Discover more from Mostly Harmless Ideas
Foundations of ML #2 - Learning Paradigms
A framework to characterize and understand the different flavors of machine learning, from supervised, unsupervised and reinforcement, to the many hybrid variants.
This is the second entry in a series on the Foundations of Machine Learning. In the previous post, we talked about how Machine Learning works. It’s about having some source of experience E for solving a given task T, which allows us to find a program P that is (hopefully) optimal for some metric M. We argued that this paradigm represents a fundamental shift in how we build software because we turn the problem from coming up with a solution ourselves to searching for a suitable solution among sensible strategies —from open-ended to closed-ended.

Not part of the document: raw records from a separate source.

use chrono::{NaiveDate, NaiveDateTime, NaiveTime};
use serde_json::Value as JsonValue;

/// Semantic type of a slot.
#[derive(Debug, Clone, Copy, PartialEq, Eq, Hash)]
pub enum SemanticType {
    Integer,
    Float,
    FixedText,
    VariableText,
    VariableBytes,
    Date,
    Time,
    DateTime,
    NullFlag,
}

/// Declared byte width of a slot.
#[derive(Debug, Clone, Copy, PartialEq, Eq)]
pub enum ByteWidth {
    Fixed(usize),
    Unbounded,
}

/// External representation of a text slot inside the record.
#[derive(Debug, Clone, Copy, PartialEq, Eq)]
pub enum Representation {
    /// Stored as the backend stores it (UTF-8 bytes or plain values).
    Native,
    /// UTF-16 code units, transcoded at the boundary.
    Utf16,
    /// A JSON document serialized to text at the boundary.
    Json,
}

/// Type information a [`Column`] contributes to a slot descriptor.
#[derive(Debug, Clone, Copy, PartialEq, Eq)]
pub struct SqlType {
    pub semantic: SemanticType,
    pub width: ByteWidth,
    pub nullable: bool,
    pub representation: Representation,
}

impl SqlType {
    #[must_use]
    pub const fn new(semantic: SemanticType, width: ByteWidth) -> Self {
        Self {
            semantic,
            width,
            nullable: false,
            representation: Representation::Native,
        }
    }

    #[must_use]
    pub const fn nullable(mut self) -> Self {
        self.nullable = true;
        self
    }

    #[must_use]
    pub const fn represented_as(mut self, representation: Representation) -> Self {
        self.representation = representation;
        self
    }
}

/// Text held as UTF-16 code units.
#[derive(Debug, Clone, Default, PartialEq, Eq, Hash)]
pub struct WideText(pub Vec<u16>);

impl WideText {
    #[must_use]
    pub fn from_text(text: &str) -> Self {
        Self(text.encode_utf16().collect())
    }

    #[must_use]
    pub fn units(&self) -> &[u16] {
        &self.0
    }

    /// Decode to a `String`; `None` if the units hold an unpaired surrogate.
    #[must_use]
    pub fn to_string_lossless(&self) -> Option<String> {
        String::from_utf16(&self.0).ok()
    }
}

impl From<&str> for WideText {
    fn from(text: &str) -> Self {
        Self::from_text(text)
    }
}

/// Inline text of at most `N` bytes.
#[derive(Debug, Clone, Copy, PartialEq, Eq, Hash)]
pub struct FixedText<const N: usize> {
    buf: [u8; N],
    len: usize,
}

impl<const N: usize> Default for FixedText<N> {
    fn default() -> Self {
        Self {
            buf: [0; N],
            len: 0,
        }
    }
}

impl<const N: usize> FixedText<N> {
    /// `None` if `bytes` is longer than `N`.
    #[must_use]
    pub fn new(bytes: &[u8]) -> Option<Self> {
        let mut out = Self::default();
        out.assign(bytes).ok()?;
        Some(out)
    }

    #[must_use]
    pub fn as_bytes(&self) -> &[u8] {
        &self.buf[..self.len]
    }

    #[must_use]
    pub fn as_str(&self) -> Option<&str> {
        std::str::from_utf8(self.as_bytes()).ok()
    }

    fn assign(&mut self, bytes: &[u8]) -> Result<(), String> {
        if bytes.len() > N {
            return Err(format!(
                "value of {} bytes exceeds fixed width {N}",
                bytes.len()
            ));
        }
        self.buf[..bytes.len()].copy_from_slice(bytes);
        self.buf[bytes.len()..].fill(0);
        self.len = bytes.len();
        Ok(())
    }
}

/// Marker column that always binds NULL and only accepts NULL back.
#[derive(Debug, Clone, Copy, Default, PartialEq, Eq, Hash)]
pub struct Null;

/// Read-only view of a record field, used when binding parameters.
#[derive(Debug, Clone, Copy, PartialEq)]
pub enum FieldRef<'a> {
    Null,
    Int(i64),
    UInt(u64),
    Float(f64),
    FixedText(&'a [u8]),
    Text(&'a str),
    Bytes(&'a [u8]),
    Wide(&'a [u16]),
    Json(&'a JsonValue),
    Date(NaiveDate),
    Time(NaiveTime),
    DateTime(NaiveDateTime),
}

/// Writable destination for a field of type `T`.
#[derive(Debug)]
pub enum Target<'a, T> {
    Required(&'a mut T),
    Nullable(&'a mut Option<T>),
}

impl<T> Target<'_, T> {
    /// Store `value`; `None` into a required field is an error.
    ///
    /// # Errors
    ///
    /// Returns a message when NULL is written to a non-nullable field.
    pub fn set(&mut self, value: Option<T>) -> Result<(), String> {
        match (self, value) {
            (Target::Required(slot), Some(v)) => **slot = v,
            (Target::Nullable(slot), v) => **slot = v,
            (Target::Required(_), None) => {
                return Err("NULL fetched into a non-nullable field".into());
            }
        }
        Ok(())
    }
}

impl<T: Default> Target<'_, T> {
    /// Take the current value (or a default) so its allocation can be reused.
    pub fn take(&mut self) -> T {
        match self {
            Target::Required(slot) => std::mem::take(*slot),
            Target::Nullable(slot) => slot.take().unwrap_or_default(),
        }
    }
}

/// Destination for fixed-width text fields of any capacity.
pub trait FixedTextSlot {
    fn capacity(&self) -> usize;

    /// # Errors
    ///
    /// Returns a message when the value does not fit or NULL is not allowed.
    fn set_bytes(&mut self, bytes: Option<&[u8]>) -> Result<(), String>;
}

impl<const N: usize> FixedTextSlot for FixedText<N> {
    fn capacity(&self) -> usize {
        N
    }

    fn set_bytes(&mut self, bytes: Option<&[u8]>) -> Result<(), String> {
        match bytes {
            Some(bytes) => self.assign(bytes),
            None => Err("NULL fetched into a non-nullable field".into()),
        }
    }
}

impl<const N: usize> FixedTextSlot for Option<FixedText<N>> {
    fn capacity(&self) -> usize {
        N
    }

    fn set_bytes(&mut self, bytes: Option<&[u8]>) -> Result<(), String> {
        match bytes {
            Some(bytes) => {
                let mut text = FixedText::<N>::default();
                text.assign(bytes)?;
                *self = Some(text);
            }
            None => *self = None,
        }
        Ok(())
    }
}

/// Mutable view of a record field, used when reading results.
pub enum FieldMut<'a> {
    Null,
    Bool(Target<'a, bool>),
    I8(Target<'a, i8>),
    I16(Target<'a, i16>),
    I32(Target<'a, i32>),
    I64(Target<'a, i64>),
    U8(Target<'a, u8>),
    U16(Target<'a, u16>),
    U32(Target<'a, u32>),
    U64(Target<'a, u64>),
    F32(Target<'a, f32>),
    F64(Target<'a, f64>),
    FixedText(&'a mut dyn FixedTextSlot),
    Text(Target<'a, String>),
    Bytes(Target<'a, Vec<u8>>),
    Wide(Target<'a, WideText>),
    Json(Target<'a, JsonValue>),
    Date(Target<'a, NaiveDate>),
    Time(Target<'a, NaiveTime>),
    DateTime(Target<'a, NaiveDateTime>),
}

/// A Rust type that maps onto one statement slot.
pub trait Column {
    const SQL_TYPE: SqlType;

    fn field(&self) -> FieldRef<'_>;

    fn field_mut(&mut self) -> FieldMut<'_>;
}

/// Slot type of a column value, for macro-generated records.
#[must_use]
pub fn sql_type_of<C: Column>(_: &C) -> SqlType {
    C::SQL_TYPE
}

macro_rules! impl_column {
    ($ty:ty, $sql:expr, $variant:ident, |$v:ident| $to_field:expr) => {
        impl Column for $ty {
            const SQL_TYPE: SqlType = $sql;

            fn field(&self) -> FieldRef<'_> {
                let $v = self;
                $to_field
            }

            fn field_mut(&mut self) -> FieldMut<'_> {
                FieldMut::$variant(Target::Required(self))
            }
        }

        impl Column for Option<$ty> {
            const SQL_TYPE: SqlType = $sql.nullable();

            fn field(&self) -> FieldRef<'_> {
                match self {
                    Some($v) => $to_field,
                    None => FieldRef::Null,
                }
            }

            fn field_mut(&mut self) -> FieldMut<'_> {
                FieldMut::$variant(Target::Nullable(self))
            }
        }
    };
}

const fn fixed(semantic: SemanticType, width: usize) -> SqlType {
    SqlType::new(semantic, ByteWidth::Fixed(width))
}

const fn unbounded(semantic: SemanticType) -> SqlType {
    SqlType::new(semantic, ByteWidth::Unbounded)
}

const TIME_WIDTH: usize = std::mem::size_of::<crate::native::NativeTime>();

impl_column!(bool, fixed(SemanticType::Integer, 1), Bool, |v| FieldRef::Int(i64::from(*v)));
impl_column!(i8, fixed(SemanticType::Integer, 1), I8, |v| FieldRef::Int(i64::from(*v)));
impl_column!(i16, fixed(SemanticType::Integer, 2), I16, |v| FieldRef::Int(i64::from(*v)));
impl_column!(i32, fixed(SemanticType::Integer, 4), I32, |v| FieldRef::Int(i64::from(*v)));
impl_column!(i64, fixed(SemanticType::Integer, 8), I64, |v| FieldRef::Int(*v));
impl_column!(u8, fixed(SemanticType::Integer, 1), U8, |v| FieldRef::UInt(u64::from(*v)));
impl_column!(u16, fixed(SemanticType::Integer, 2), U16, |v| FieldRef::UInt(u64::from(*v)));
impl_column!(u32, fixed(SemanticType::Integer, 4), U32, |v| FieldRef::UInt(u64::from(*v)));
impl_column!(u64, fixed(SemanticType::Integer, 8), U64, |v| FieldRef::UInt(*v));
impl_column!(f32, fixed(SemanticType::Float, 4), F32, |v| FieldRef::Float(f64::from(*v)));
impl_column!(f64, fixed(SemanticType::Float, 8), F64, |v| FieldRef::Float(*v));
impl_column!(String, unbounded(SemanticType::VariableText), Text, |v| FieldRef::Text(v.as_str()));
impl_column!(Vec<u8>, unbounded(SemanticType::VariableBytes), Bytes, |v| FieldRef::Bytes(v.as_slice()));
impl_column!(
    WideText,
    unbounded(SemanticType::VariableText).represented_as(Representation::Utf16),
    Wide,
    |v| FieldRef::Wide(v.units())
);
impl_column!(
    JsonValue,
    unbounded(SemanticType::VariableText).represented_as(Representation::Json),
    Json,
    |v| FieldRef::Json(v)
);
impl_column!(NaiveDate, fixed(SemanticType::Date, TIME_WIDTH), Date, |v| FieldRef::Date(*v));
impl_column!(NaiveTime, fixed(SemanticType::Time, TIME_WIDTH), Time, |v| FieldRef::Time(*v));
impl_column!(NaiveDateTime, fixed(SemanticType::DateTime, TIME_WIDTH), DateTime, |v| {
    FieldRef::DateTime(*v)
});

impl<const N: usize> Column for FixedText<N> {
    const SQL_TYPE: SqlType = fixed(SemanticType::FixedText, N);

    fn field(&self) -> FieldRef<'_> {
        FieldRef::FixedText(self.as_bytes())
    }

    fn field_mut(&mut self) -> FieldMut<'_> {
        FieldMut::FixedText(self)
    }
}

impl<const N: usize> Column for Option<FixedText<N>> {
    const SQL_TYPE: SqlType = fixed(SemanticType::FixedText, N).nullable();

    fn field(&self) -> FieldRef<'_> {
        match self {
            Some(text) => FieldRef::FixedText(text.as_bytes()),
            None => FieldRef::Null,
        }
    }

    fn field_mut(&mut self) -> FieldMut<'_> {
        FieldMut::FixedText(self)
    }
}

impl Column for Null {
    const SQL_TYPE: SqlType = fixed(SemanticType::NullFlag, 0).nullable();

    fn field(&self) -> FieldRef<'_> {
        FieldRef::Null
    }

    fn field_mut(&mut self) -> FieldMut<'_> {
        FieldMut::Null
    }
}

#[cfg(test)]
mod tests {
    use super::*;

    #[test]
    fn option_columns_are_nullable() {
        assert!(!<i32 as Column>::SQL_TYPE.nullable);
        assert!(<Option<i32> as Column>::SQL_TYPE.nullable);
        assert_eq!(<Option<String> as Column>::SQL_TYPE.width, ByteWidth::Unbounded);
    }

    #[test]
    fn fixed_text_rejects_overflow() {
        assert!(FixedText::<3>::new(b"abcd").is_none());
        let text = FixedText::<4>::new(b"ab").unwrap();
        assert_eq!(text.as_str(), Some("ab"));
    }

    #[test]
    fn required_target_rejects_null() {
        let mut value = 5i64;
        let mut target = Target::Required(&mut value);
        assert!(target.set(None).is_err());
        assert!(target.set(Some(9)).is_ok());
        assert_eq!(value, 9);
    }
}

If you haven’t read the previous post or need a recap, check it out before moving on.
In this post, we will start discussing the different subtypes of machine learning paradigms we can find. If you are familiar with ML, you’ve probably heard terms like supervised, unsupervised, or reinforcement learning. This post will explain exactly what these terms mean. But before, we will develop a unified framework to think about machine learning paradigms encompassing these three and many other ML flavors.
All machine learning is learning from experience, as we’ve seen. To learn, you need to be able to measure how well you’re doing; that is, you need feedback. Thus, to understand where learning paradigms differ, we will look at the different types of experiences that we can access and the types of feedback we can rely on. Once those intuitions are in place, we will meet the three fundamental learning strategies: learning by imitation, pattern recognition, and trial and error.
Combining different flavors of experiences, feedback, and learning strategies, we can define all machine learning paradigms, from supervised, unsupervised, and reinforcement learning, to self-supervised learning, active learning, and other hybrid modes. We will finish this post by describing the most popular paradigms.
Deconstructing learning paradigms
Machine learning paradigms vary in at least three essential factors: the nature of the experience available, the quality of the feedback, and the strategy used to learn. The fundamental dimension to characterize a source of experience is whether it is static or dynamic. Regarding feedback, the fundamental dimension to characterize it is implicit vs. explicit.
Nature of experience
Static experience is, for example, a collection of books. You can learn from books by reading other people’s experiences. But you are limited beforehand to the amount of quality of experience that was put in those books. If you read from a very good author —or teacher— they will have chosen the precise experience you need to learn effectively. But you cannot control what they teach you —you cannot ask questions to a book—you can only choose beforehand what source to consult.
In contrast, dynamic experience is what you get by practicing, e.g., playing a sport or a musical instrument. Dynamic here means that the amount and quality of the experience you get depends at least partially on how you act. You try to kick the ball a certain way or put your fingers on a particular key on the piano, and you’ll get different feedback. Thus you can, to some extent, control the experience you get by asking different questions.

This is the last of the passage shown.